Because the integrated circuit is the major source of power consumption and hence heat dissipation, semiconductor companies are under immense pressure to reduce the overall power envelope of the IC that goes into the system. This phenomenon is seen globally, irrespective of whether the chip is a microprocessor in the laptops, applications/baseband processors in smartphones or a networking chip used in data centers or base stations. Although the scale of power consumption is different, the goal of achieving energy efficiency is common among a broad spectrum of applications. With the advent of the Internet of Things (IoT), one can expect billions of devices communicating with each other and many are expected to work on coin-cell or thinner batteries in harsh environments for years without any significant maintenance overhead. This is a new class of application that pushes the need of power and energy efficiencies to its extreme levels.

The semiconductor industry has made significant progress in achieving higher levels of integration within a smaller footprint and higher performance. But such high levels of integration not only mean better throughput, it also means higher power density. Several advanced power optimization techniques like multiple power islands, clock/power gating, back-biasing, near threshold computing, etc. have been used by the industry over the years to reduce idle and active power consumption of the chip.
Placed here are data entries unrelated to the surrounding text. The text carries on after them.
//! Reconciliation between spreadsheets and the run/value model.
//!
//! A stage is exchanged as one table: the first column is `run_id`, the
//! remaining columns are named after the routine's parameters. Rows with an
//! empty `run_id` create runs; rows with an id update that run's values.
//! Tables travel as `.xlsx` workbooks by default, CSV is accepted as well.
//!
//! # Example
//!
//! ```rust,ignore
//! let engine = ReconciliationEngine::new(store.clone());
//! let export = engine.export_stage(stage_id, true)?;
//! // ... edit export.bytes in a spreadsheet tool ...
//! let summary = engine.import_stage(stage_id, SpreadsheetFormat::Xlsx, &edited, true)?;
//! ```

pub mod export;
pub mod import;
pub mod table;

use std::sync::Arc;

use tracing::info;

use crate::error::{AppResult, LabError};
use crate::model::StageId;
use crate::store::{ParameterScope, Store};

pub use export::{export_filename, StageExport};
pub use import::ImportSummary;
pub use table::{SpreadsheetFormat, Table};

/// Name of the run identifier column.
pub const RUN_ID_COLUMN: &str = "run_id";

/// Format of an upload, from its name. Only `.xlsx` and `.csv` files are read.
pub fn validate_upload_filename(filename: &str) -> AppResult<SpreadsheetFormat> {
    if filename.trim().is_empty() {
        return Err(LabError::validation("No file selected."));
    }
    SpreadsheetFormat::from_filename(filename).ok_or_else(|| {
        LabError::validation(format!(
            "File '{filename}' is not a .xlsx or .csv file."
        ))
    })
}

#[derive(Debug, Clone)]
pub struct ReconciliationEngine {
    store: Arc<Store>,
}

impl ReconciliationEngine {
    pub fn new(store: Arc<Store>) -> Self {
        Self { store }
    }

    /// Export a stage as an `.xlsx` workbook.
    pub fn export_stage(&self, stage_id: StageId, dynamic_only: bool) -> AppResult<StageExport> {
        self.export_stage_as(stage_id, dynamic_only, SpreadsheetFormat::Xlsx)
    }

    pub fn export_stage_as(
        &self,
        stage_id: StageId,
        dynamic_only: bool,
        format: SpreadsheetFormat,
    ) -> AppResult<StageExport> {
        let scope = ParameterScope::from_dynamic_only(dynamic_only);
        let export = self
            .store
            .read(|t| export::export_stage(t, stage_id, scope, format))?;
        info!(stage = %stage_id, file = %export.filename, bytes = export.bytes.len(), "stage exported");
        Ok(export)
    }

    /// Current stage contents as a table, without serializing.
    pub fn stage_table(&self, stage_id: StageId, dynamic_only: bool) -> AppResult<Table> {
        let scope = ParameterScope::from_dynamic_only(dynamic_only);
        self.store.read(|t| export::stage_table(t, stage_id, scope))
    }

    pub fn import_stage(
        &self,
        stage_id: StageId,
        format: SpreadsheetFormat,
        bytes: &[u8],
        dynamic_only: bool,
    ) -> AppResult<ImportSummary> {
        let table = Table::parse(format, bytes)?;
        self.import_table(stage_id, table, dynamic_only)
    }

    pub fn import_table(&self, stage_id: StageId, table: Table, dynamic_only: bool) -> AppResult<ImportSummary> {
        let scope = ParameterScope::from_dynamic_only(dynamic_only);
        let rows = table.rows.len();
        let summary = self
            .store
            .write(|t| import::import_stage(t, stage_id, table, scope))?;
        info!(
            stage = %stage_id,
            rows,
            created = summary.created.len(),
            updated = summary.updated.len(),
            "stage imported"
        );
        Ok(summary)
    }
}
Such techniques do help in reducing the power consumption, but puts added overhead on a cleaner power supply and hence better power management techniques.

A typical SoC may have several tens of power supplies with voltage levels ranging all the way from 0.6 to 3.3V or even higher. While integrating the SoC in a system, it may require one or many regulator modules supplying these different voltages at required load current levels. Power Management ICs (PMIC) provide an efficient way of supplying the required power to different SoCs in the system. With such diverse applications, the PMIC market is a rapidly growing with CAGR ~6.1% and is projected to reach ~$49 billion by 2019.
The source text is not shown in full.